I've had crappy property managers, friends telling me I didn't know what I was doing, 8+ banks telling me "no", existing bank that told me "yes" get bought out after I had just 2 properties with them to turn around and tell me "no more properties", 2 break ins, $5,000 worth of unexpected insurance deductibles, city inspection reports that I have to pay for, late tenants, screw up with my CPA that almost derailed a deal, unexpected "repairs" that were clearly not needed that my property manager not only approved without telling me, but was WAY overpriced.  (Ever hear of a $150 mailbox??).
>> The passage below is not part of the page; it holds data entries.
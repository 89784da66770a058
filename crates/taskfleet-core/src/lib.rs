//! TaskFleet Core Domain Types
//!
//! This crate contains pure domain types with no dependencies on:
//! - Network/message-bus transports
//! - Database
//! - Runtime specifics
//!
//! All types here represent the core business domain of TaskFleet: tasks,
//! task processors, and the master coordination commands exchanged between
//! them.

pub mod command;
pub mod error;
pub mod ids;
pub mod processor;
pub mod status;
pub mod task;

// Re-export commonly used types
pub use command::{MasterCommand, MasterCommandEnvelope};
pub use error::CoreError;
pub use ids::{MessageId, ProcessorId, TaskId};
pub use processor::{PollingQueueConfig, ProcessorConfig, TaskProcessorRuntimeInfo, TaskTypeSettings};
pub use status::{ProcessorState, TaskPriority, TaskStatus};
pub use task::TaskRuntimeInfo;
That's just in the last year and a half.  On top of ALL that, my wife is on my case because I won't shut up about how much fun real estate investing is.  She hates it.  It's boring to her.

Now, that being said, just push forward.  Find the reason why they deny you and correct it.  You will prosper, I promise.  You're going to feel discouraged, I know I was for a LONG time, but if you adapt and overcome, you'll get there soon enough. :)
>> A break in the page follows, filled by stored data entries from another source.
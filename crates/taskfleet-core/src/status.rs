//! Status and priority enums for Tasks and Task Processors.

use serde::{Deserialize, Serialize};

/// Status of a Task in the fleet.
#[derive(Debug, Clone, Copy, Default, PartialEq, Eq, Hash, Serialize, Deserialize)]
#[serde(rename_all = "SCREAMING_SNAKE_CASE")]
pub enum TaskStatus {
    /// Task submitted but not yet confirmed running on a processor.
    #[default]
    Pending,
    /// Task actively executing on a processor.
    InProgress,
    /// Task was canceled by a client and acknowledged by the processor.
    Canceled,
    /// Task failed with an execution error.
    Failed,
    /// Task completed successfully.
    Success,
}

impl TaskStatus {
    /// Returns true if the status is terminal and can never change again.
    pub fn is_terminal(&self) -> bool {
        matches!(self, Self::Canceled | Self::Failed | Self::Success)
    }

    /// Returns true if the task still occupies (or may occupy) a processor slot.
    pub fn is_active(&self) -> bool {
        !self.is_terminal()
    }
}

/// Scheduling priority of a Task.
///
/// Ordering is by urgency: `Low < Normal < High < VeryHigh`.
#[derive(
    Debug, Clone, Copy, Default, PartialEq, Eq, PartialOrd, Ord, Hash, Serialize, Deserialize,
)]
#[serde(rename_all = "SCREAMING_SNAKE_CASE")]
pub enum TaskPriority {
    Low,
    #[default]
    Normal,
    High,
    VeryHigh,
}

/// Lifecycle state of a task-processor node.
#[derive(Debug, Clone, Copy, Default, PartialEq, Eq, Hash, Serialize, Deserialize)]
#[serde(rename_all = "SCREAMING_SNAKE_CASE")]
pub enum ProcessorState {
    /// Processor is not registered or has shut down.
    #[default]
    Inactive,
    /// Processor is registered and accepting assignments.
    Active,
    /// Processor is draining; it finishes in-flight tasks but takes no new ones.
    Stopping,
}

impl ProcessorState {
    /// Returns true if the processor can accept new assignments.
    pub fn can_accept_tasks(&self) -> bool {
        matches!(self, Self::Active)
    }
}

#[cfg(test)]
mod tests {
    use super::*;

    #[test]
    fn test_terminal_statuses() {
        assert!(!TaskStatus::Pending.is_terminal());
        assert!(!TaskStatus::InProgress.is_terminal());
        assert!(TaskStatus::Canceled.is_terminal());
        assert!(TaskStatus::Failed.is_terminal());
        assert!(TaskStatus::Success.is_terminal());
    }

    #[test]
    fn test_priority_ordering() {
        assert!(TaskPriority::VeryHigh > TaskPriority::High);
        assert!(TaskPriority::High > TaskPriority::Normal);
        assert!(TaskPriority::Normal > TaskPriority::Low);
    }

    #[test]
    fn test_stopping_processor_accepts_nothing() {
        assert!(ProcessorState::Active.can_accept_tasks());
        assert!(!ProcessorState::Stopping.can_accept_tasks());
        assert!(!ProcessorState::Inactive.can_accept_tasks());
    }
}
Ok, rant over.  Good luck though!  Keep us posted on your progress!  You can do it! :)

Post: Multiple banks?

Travis BeehlerPosted
  • Rental Property Investor
  • Vancouver, WA
  • Posts 308
  • Votes 144
Originally posted by @Lee Huffman:

You always want to have options, even if only to have them negotiate with each other for better pricing. And, yes, there will come a time when a bank's appetite will change.

With rates so low, there's negligible benefits for doing an ARM vs a 30-year fixed. Why'd you go the ARM route?

 Hi Lee,

Forgot to quote you on this, so see above. :)  Thanks!

Post: Multiple banks?

Travis BeehlerPosted
  • Rental Property Investor
  • Vancouver, WA
  • Posts 308
  • Votes 144
Originally posted by @Jered Sturm:

@Travis Beehler It depends what your goals are with your properties. Do you intend to sell them ever? hold them for 20,30,40 years? Your debt structure should accommodate your own investing strategy. In my opinion where we are in the debt cycle the more long term debt you can lock up in fixed rates the better. 

Most people including myself think interest rates will begin to climb soon. Combine this with the rampant printing of money we are likely to see inflation coming. This means you get to pay your long term debt off with dollars worth less than they are today. 

 I plan on holding onto them pretty much forever.  Unless it makes sense to sell them (like say they skyrocket in value and that allows me to expand further), then I plan on keeping them until the loan is fully paid off.  I would LOVE to be able to get into long term, fixed commercial loans on these properties and future properties.